Louis Wright spent 35 years in a Michigan prison for a crime he did not commit. He was released in November after DNA tests ruled him out as the perpetrator of a sex attack on an 11-year-old girl in Albion, MI. Mr. Wright is now 65. Not only did he lose his freedom for 35 years, the perpetrator of this crime was never caught and if still alive, probably committed numerous sex crimes in those same 35 years.
https://www.theguardian.com/us-news/2024/jan/12/payment-louis-wright-wrongful-conviction-michigan
Wright was eligible for parole beginning in 2008 but refused to take a sex offender therapy class because he did not commit this crime. He said he knew he would be cleared when he gave a DNA sample last summer.
In Michigan, people exonerated based on new evidence are eligible for $50,000 for each year spent in a Michigan prison. According to The Guardian article, “[t]he attorney general’s office sometimes resists paying, based on strict criteria in the law.” Fuck you, Michigan. Your laws limit liability in wrongful conviction cases, and you abuse your discretion by going easy on pedophile priests.
DNA exonerated Mr. Wright. Does Michigan plan to tell the public if there is a DNA match to the actual perpetrator?
Compare the recent wrongful conviction settlement for $25 million in the North Carolina case of Ronnie Long.
Long’s case is particularly egregious, but some of the factors that led to his imprisonment are still causing wrongful convictions today according to experts. Those factors include: official misconduct, perjury, false accusation, false or misleading forensic evidence, false (coerced) confession, mistaken witness identification, and inadequate legal defense. Official misconduct and perjury are the leading factors.
Money is the only language state, county and city agencies speak.

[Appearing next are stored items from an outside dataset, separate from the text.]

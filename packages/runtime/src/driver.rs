//! Root-level render entry points
//!
//! These are the four operations a host needs to drive a tree without a
//! [`Session`](crate::Session): mount it, render it in full, rerender the
//! paths recorded in the context's dirty set, and tear it down.

use crate::context::RenderContext;
use crate::element::{Element, RenderState};
use crate::error::RenderResult;
use arbor_paths::Path;
use arbor_vdom::VNode;
use tracing::{debug, instrument};

/// Fresh state and placeholder result for a root that has not rendered yet
pub fn init(root: &Element) -> (RenderState, VNode) {
    root.init()
}

#[instrument(skip_all)]
pub fn render(
    ctx: &mut RenderContext,
    root: &Element,
    state: RenderState,
    result: VNode,
) -> RenderResult<(RenderState, VNode)> {
    ctx.at_path(Path::root(), |ctx| root.render(ctx, state, result))
}

/// Re-evaluate every outermost dirty path of `ctx`
///
/// With an empty dirty set the previous result is returned untouched.
#[instrument(skip_all, fields(dirty = ctx.dirty().len()))]
pub fn rerender(
    ctx: &mut RenderContext,
    root: &Element,
    mut state: RenderState,
    mut result: VNode,
) -> RenderResult<(RenderState, VNode)> {
    let paths: Vec<Path> = ctx.dirty.children_under(&[], true).collect();
    for path in paths {
        if !ctx.dirty.contains(&path) {
            continue;
        }
        debug!(path = %path, "rerendering");
        (state, result) = ctx.at_path(Path::root(), |ctx| root.rerender(ctx, &path, state, result))?;
    }
    Ok((state, result))
}

/// Release every hook slot below `root`
#[instrument(skip_all)]
pub fn unmount(root: &Element, state: RenderState, _result: VNode) {
    root.unmount(state);
}
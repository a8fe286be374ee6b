use crate::text::Text;
use std::any::Any;
use std::collections::BTreeMap;
use std::fmt;
use std::rc::Rc;

pub type Props = BTreeMap<String, PropValue>;

/// Type-erased value compared by identity
#[derive(Clone)]
pub struct Opaque(Rc<dyn Any>);

impl Opaque {
    pub fn new<T: Any>(value: T) -> Self {
        Opaque(Rc::new(value))
    }

    pub fn downcast_ref<T: Any>(&self) -> Option<&T> {
        self.0.downcast_ref::<T>()
    }

    pub fn as_rc(&self) -> &Rc<dyn Any> {
        &self.0
    }

    pub fn ptr_eq(&self, other: &Opaque) -> bool {
        Rc::as_ptr(&self.0) as *const () == Rc::as_ptr(&other.0) as *const ()
    }
}

impl PartialEq for Opaque {
    fn eq(&self, other: &Self) -> bool {
        self.ptr_eq(other)
    }
}

impl fmt::Debug for Opaque {
    fn fmt(&self, f: &mut fmt::Formatter<'_>) -> fmt::Result {
        write!(f, "Opaque({:p})", Rc::as_ptr(&self.0) as *const ())
    }
}

/// Event handler property, shipped to the client as a call marker
#[derive(Debug, Clone, PartialEq)]
pub struct EventHandler {
    pub callback: Opaque,
    pub prevent_default: bool,
    pub stop_propagation: bool,
}

impl EventHandler {
    pub fn new(callback: Opaque) -> Self {
        Self {
            callback,
            prevent_default: false,
            stop_propagation: false,
        }
    }

    pub fn prevent_default(mut self) -> Self {
        self.prevent_default = true;
        self
    }

    pub fn stop_propagation(mut self) -> Self {
        self.stop_propagation = true;
        self
    }
}

/// Property value attached to an element
#[derive(Debug, Clone, PartialEq)]
pub enum PropValue {
    Str(String),
    Bool(bool),
    Json(serde_json::Value),
    Handler(EventHandler),

    /// Callback receiving a live handle to the element
    Ref(Opaque),

    /// Server-only value, never sent to the client
    Any(Opaque),
}

impl PropValue {
    /// Client-facing string form, `None` when the property is not sent
    pub fn cleaned(&self) -> Option<String> {
        match self {
            PropValue::Str(value) => Some(value.clone()),
            PropValue::Bool(true) => Some(String::new()),
            PropValue::Bool(false) => None,
            PropValue::Json(serde_json::Value::String(value)) => Some(value.clone()),
            PropValue::Json(serde_json::Value::Bool(true)) => Some(String::new()),
            PropValue::Json(serde_json::Value::Bool(false)) => None,
            PropValue::Json(value) => Some(value.to_string()),
            PropValue::Handler(handler) => Some(format!(
                "call(event, {}, {})",
                handler.prevent_default, handler.stop_propagation
            )),
            PropValue::Ref(_) | PropValue::Any(_) => None,
        }
    }

    pub fn as_str(&self) -> Option<&str> {
        match self {
            PropValue::Str(value) => Some(value),
            PropValue::Json(serde_json::Value::String(value)) => Some(value),
            _ => None,
        }
    }

    pub fn as_handler(&self) -> Option<&EventHandler> {
        match self {
            PropValue::Handler(handler) => Some(handler),
            _ => None,
        }
    }
}

impl From<&str> for PropValue {
    fn from(value: &str) -> Self {
        PropValue::Str(value.to_string())
    }
}

impl From<String> for PropValue {
    fn from(value: String) -> Self {
        PropValue::Str(value)
    }
}

impl From<bool> for PropValue {
    fn from(value: bool) -> Self {
        PropValue::Bool(value)
    }
}

impl From<serde_json::Value> for PropValue {
    fn from(value: serde_json::Value) -> Self {
        PropValue::Json(value)
    }
}

impl From<EventHandler> for PropValue {
    fn from(handler: EventHandler) -> Self {
        PropValue::Handler(handler)
    }
}

/// Cleaned client-facing properties; `ref` and unsendable values are dropped
pub fn clean_props(props: &Props) -> BTreeMap<&str, String> {
    props
        .iter()
        .filter(|(key, _)| key.as_str() != "ref")
        .filter_map(|(key, value)| Some((key.as_str(), value.cleaned()?)))
        .collect()
}

/// Map from each child slot of a node to the slot of the previous render it
/// still represents
#[derive(Debug, Clone, Default, PartialEq, Eq)]
pub struct Correspondence(Vec<Option<usize>>);

impl Correspondence {
    pub fn new() -> Self {
        Self::default()
    }

    /// Every slot maps to itself
    pub fn identity(len: usize) -> Self {
        Correspondence((0..len).map(Some).collect())
    }

    pub fn get(&self, slot: usize) -> Option<usize> {
        self.0.get(slot).copied().flatten()
    }

    pub fn set(&mut self, slot: usize, previous: Option<usize>) {
        if self.0.len() <= slot {
            self.0.resize(slot + 1, None);
        }
        self.0[slot] = previous;
    }

    /// Current slot representing `previous`, if any
    pub fn position(&self, previous: usize) -> Option<usize> {
        self.0.iter().position(|slot| *slot == Some(previous))
    }

    pub fn len(&self) -> usize {
        self.0.len()
    }

    pub fn is_empty(&self) -> bool {
        self.0.is_empty()
    }
}

impl From<Vec<Option<usize>>> for Correspondence {
    fn from(slots: Vec<Option<usize>>) -> Self {
        Correspondence(slots)
    }
}

impl FromIterator<Option<usize>> for Correspondence {
    fn from_iter<I: IntoIterator<Item = Option<usize>>>(iter: I) -> Self {
        Correspondence(iter.into_iter().collect())
    }
}

/// Rendered element; `tag: None` is a fragment
#[derive(Debug, Clone, Default)]
pub struct VElement {
    pub tag: Option<String>,
    pub props: Props,
    pub mapping: Correspondence,
    pub children: Vec<VNode>,
}

impl VElement {
    pub fn is_fragment(&self) -> bool {
        self.tag.is_none()
    }
}

/// Equality ignores the correspondence map
impl PartialEq for VElement {
    fn eq(&self, other: &Self) -> bool {
        self.tag == other.tag && self.props == other.props && self.children == other.children
    }
}

/// Rendered output node
#[derive(Debug, Clone)]
pub enum VNode {
    Element(Rc<VElement>),
    Text(Text),
}

impl VNode {
    pub fn element(tag: impl Into<String>) -> Self {
        VNode::Element(Rc::new(VElement {
            tag: Some(tag.into()),
            ..VElement::default()
        }))
    }

    pub fn fragment() -> Self {
        VNode::Element(Rc::new(VElement::default()))
    }

    pub fn text(text: impl Into<String>) -> Self {
        VNode::Text(Text::Raw(text.into()))
    }

    pub fn safe(markup: impl Into<String>) -> Self {
        VNode::Text(Text::Safe(markup.into()))
    }

    pub fn with_prop(mut self, key: impl Into<String>, value: impl Into<PropValue>) -> Self {
        if let VNode::Element(element) = &mut self {
            Rc::make_mut(element).props.insert(key.into(), value.into());
        }
        self
    }

    pub fn with_child(mut self, child: impl Into<VNode>) -> Self {
        if let VNode::Element(element) = &mut self {
            Rc::make_mut(element).children.push(child.into());
        }
        self
    }

    pub fn with_children(mut self, children: impl IntoIterator<Item = VNode>) -> Self {
        if let VNode::Element(element) = &mut self {
            Rc::make_mut(element).children.extend(children);
        }
        self
    }

    pub fn with_mapping(mut self, mapping: impl Into<Correspondence>) -> Self {
        if let VNode::Element(element) = &mut self {
            Rc::make_mut(element).mapping = mapping.into();
        }
        self
    }

    pub fn as_element(&self) -> Option<&Rc<VElement>> {
        match self {
            VNode::Element(element) => Some(element),
            VNode::Text(_) => None,
        }
    }

    pub fn as_text(&self) -> Option<&Text> {
        match self {
            VNode::Text(text) => Some(text),
            VNode::Element(_) => None,
        }
    }

    pub fn tag(&self) -> Option<&str> {
        self.as_element()?.tag.as_deref()
    }

    pub fn is_fragment(&self) -> bool {
        self.as_element().map_or(false, |element| element.is_fragment())
    }

    /// True if both are the same element allocation
    pub fn same_ref(&self, other: &VNode) -> bool {
        match (self, other) {
            (VNode::Element(a), VNode::Element(b)) => Rc::ptr_eq(a, b),
            _ => false,
        }
    }
}

impl PartialEq for VNode {
    fn eq(&self, other: &Self) -> bool {
        match (self, other) {
            (VNode::Element(a), VNode::Element(b)) => Rc::ptr_eq(a, b) || a == b,
            (VNode::Text(a), VNode::Text(b)) => a == b,
            _ => false,
        }
    }
}

impl From<Text> for VNode {
    fn from(text: Text) -> Self {
        VNode::Text(text)
    }
}

impl From<&str> for VNode {
    fn from(text: &str) -> Self {
        VNode::text(text)
    }
}

impl From<String> for VNode {
    fn from(text: String) -> Self {
        VNode::text(text)
    }
}

impl From<VElement> for VNode {
    fn from(element: VElement) -> Self {
        VNode::Element(Rc::new(element))
    }
}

They are going to continue to have to pay for past wrongs; let’s hope it cleans up their current acts. Mr. Wright has filed a lawsuit against police for violating his rights during the 1988 investigation.
L. Brooks Patterson and Richard Thompson and their enablers violated my 11-year-old brother’s civil rights in 1977. Tim has spent the last almost 47 years dead. Not one person stepped forward to tell the truth about why this case has never been solved.
Wrongful conviction cases and innocence projects are extremely important. So are public corruption cases and what I refer to as “guilt” projects.